In order to continue to give you all an incredible option for nutrition guidance at a great price, I have decided that I will be bringing on a partner in the next few weeks.  While some of you guys may initially feel that "it's just not the same if it's not spongy" rest assured that this guy is one of the best out there.  I've been doing this a while (outside of SI) and I've met and worked with a lot of Nutritionists, and this kid blows them away.  I met him about a year ago and was intrigued by his approach to dieting.  I figured I would give his services a shot and was incredibly impressed with the results.  I have worked with him ever since (I don't believe in doing my own diet, too easy to justify cake).  He is a true professional who does this for a living and will provide you with a quality of service that you deserve and have come to expect.  

All of that being said I want to make it clear that I will continue to honor the deals that I have agreed to with my current clients ($50 for 4 week intervals), and I will continue to take new clients for a limited amount of time.  Any member here who has reached out to me in the past as being interested, but waiting on funds, or waiting on a spring cut, or waiting on whatever...  will still be able to be a client when you are ready and I will respect the prices that we talked about.

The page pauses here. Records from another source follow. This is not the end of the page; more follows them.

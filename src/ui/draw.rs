use super::geometry::{Point, Rect, Size};

/// sRGB RGBA color.
pub type Color = [f32; 4];

/// Text extent query used by measuring widgets.
pub trait TextMeasure {
    fn measure_text(&self, text: &str) -> Size;
}

/// Rendering backend the skin draws through. Coordinates are canvas space.
pub trait Renderer {
    /// Restrict subsequent drawing to `clip`.
    fn set_clip(&mut self, clip: Rect);
    fn draw_filled_rect(&mut self, rect: Rect, color: Color);
    /// One pixel outline.
    fn draw_lined_rect(&mut self, rect: Rect, color: Color);
    /// `uv` is (u1, v1, u2, v2) into the named texture.
    fn draw_textured_rect(&mut self, texture: &str, rect: Rect, uv: [f32; 4]);
    fn draw_text(&mut self, text: &str, at: Point, color: Color);
}

/// Monospace text metrics: every glyph is `glyph_width` wide, one line tall.
#[derive(Debug, Clone, Copy, PartialEq, Eq)]
pub struct FixedMetrics {
    pub glyph_width: i32,
    pub line_height: i32,
}

impl Default for FixedMetrics {
    fn default() -> Self {
        Self {
            glyph_width: 7,
            line_height: 14,
        }
    }
}

impl TextMeasure for FixedMetrics {
    fn measure_text(&self, text: &str) -> Size {
        let width = text.chars().count() as i32 * self.glyph_width;
        Size::new(width, self.line_height)
    }
}

/// Intermediate draw command for a solid or outlined rectangle.
#[derive(Debug, Clone, PartialEq)]
pub struct RectCommand {
    pub rect: Rect,
    pub color: Color,
    pub filled: bool,
    pub clip: Rect,
}

/// Intermediate draw command for a text run.
#[derive(Debug, Clone, PartialEq)]
pub struct TextCommand {
    pub text: String,
    pub at: Point,
    pub color: Color,
    pub clip: Rect,
}

#[derive(Debug, Clone, PartialEq)]
pub struct TextureCommand {
    pub texture: String,
    pub rect: Rect,
    pub uv: [f32; 4],
    pub clip: Rect,
}

/// Collects draw commands from the widget tree.
/// Decouples widget logic from any real rendering backend.
pub struct DrawList {
    pub rects: Vec<RectCommand>,
    pub texts: Vec<TextCommand>,
    pub textures: Vec<TextureCommand>,
    pub metrics: FixedMetrics,
    clip: Rect,
}

impl DrawList {
    pub fn new() -> Self {
        Self::with_metrics(FixedMetrics::default())
    }

    pub fn with_metrics(metrics: FixedMetrics) -> Self {
        Self {
            rects: Vec::new(),
            texts: Vec::new(),
            textures: Vec::new(),
            metrics,
            clip: Rect::EMPTY,
        }
    }

    pub fn clear(&mut self) {
        self.rects.clear();
        self.texts.clear();
        self.textures.clear();
        self.clip = Rect::EMPTY;
    }

    pub fn command_count(&self) -> usize {
        self.rects.len() + self.texts.len() + self.textures.len()
    }
}

impl Default for DrawList {
    fn default() -> Self {
        Self::new()
    }
}

impl TextMeasure for DrawList {
    fn measure_text(&self, text: &str) -> Size {
        self.metrics.measure_text(text)
    }
}

impl Renderer for DrawList {
    fn set_clip(&mut self, clip: Rect) {
        self.clip = clip;
    }

    fn draw_filled_rect(&mut self, rect: Rect, color: Color) {
        self.rects.push(RectCommand {
            rect,
            color,
            filled: true,
            clip: self.clip,
        });
    }

    fn draw_lined_rect(&mut self, rect: Rect, color: Color) {
        self.rects.push(RectCommand {
            rect,
            color,
            filled: false,
            clip: self.clip,
        });
    }

    fn draw_textured_rect(&mut self, texture: &str, rect: Rect, uv: [f32; 4]) {
        self.textures.push(TextureCommand {
            texture: texture.to_string(),
            rect,
            uv,
            clip: self.clip,
        });
    }

    fn draw_text(&mut self, text: &str, at: Point, color: Color) {
        self.texts.push(TextCommand {
            text: text.to_string(),
            at,
            color,
            clip: self.clip,
        });
    }
}

#[cfg(test)]
mod tests {
    use super::*;

    #[test]
    fn fixed_metrics_counts_chars_not_bytes() {
        let m = FixedMetrics {
            glyph_width: 6,
            line_height: 12,
        };
        assert_eq!(m.measure_text("abc"), Size::new(18, 12));
        assert_eq!(m.measure_text("é"), Size::new(6, 12));
        assert_eq!(m.measure_text(""), Size::new(0, 12));
    }

    #[test]
    fn commands_capture_current_clip() {
        let mut list = DrawList::new();
        list.set_clip(Rect::new(0, 0, 50, 50));
        list.draw_filled_rect(Rect::new(1, 1, 5, 5), [1.0; 4]);
        list.set_clip(Rect::new(10, 10, 5, 5));
        list.draw_text("hi", Point::new(10, 10), [0.0; 4]);

        assert_eq!(list.rects[0].clip, Rect::new(0, 0, 50, 50));
        assert_eq!(list.texts[0].clip, Rect::new(10, 10, 5, 5));
        assert_eq!(list.command_count(), 2);

        list.clear();
        assert_eq!(list.command_count(), 0);
    }
}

Any of you who are interested in becoming a client should contact me via PM or email by March 1st.  After March 1st my rates will change (except for those who have received a quote from me by then) to the following

1 shot diet - $200
4 weeks service - $450
8 weeks service - $600
12 weeks service - $700

My partners rates will be as follows

1 shot diet - $100
4 weeks service - $200
8 weeks service - $300
12 weeks service - $350

Although I will not directly oversee all the diets, I will still be available for questions and to help when needed (included in your price).  It's like getting two nutritionists for one!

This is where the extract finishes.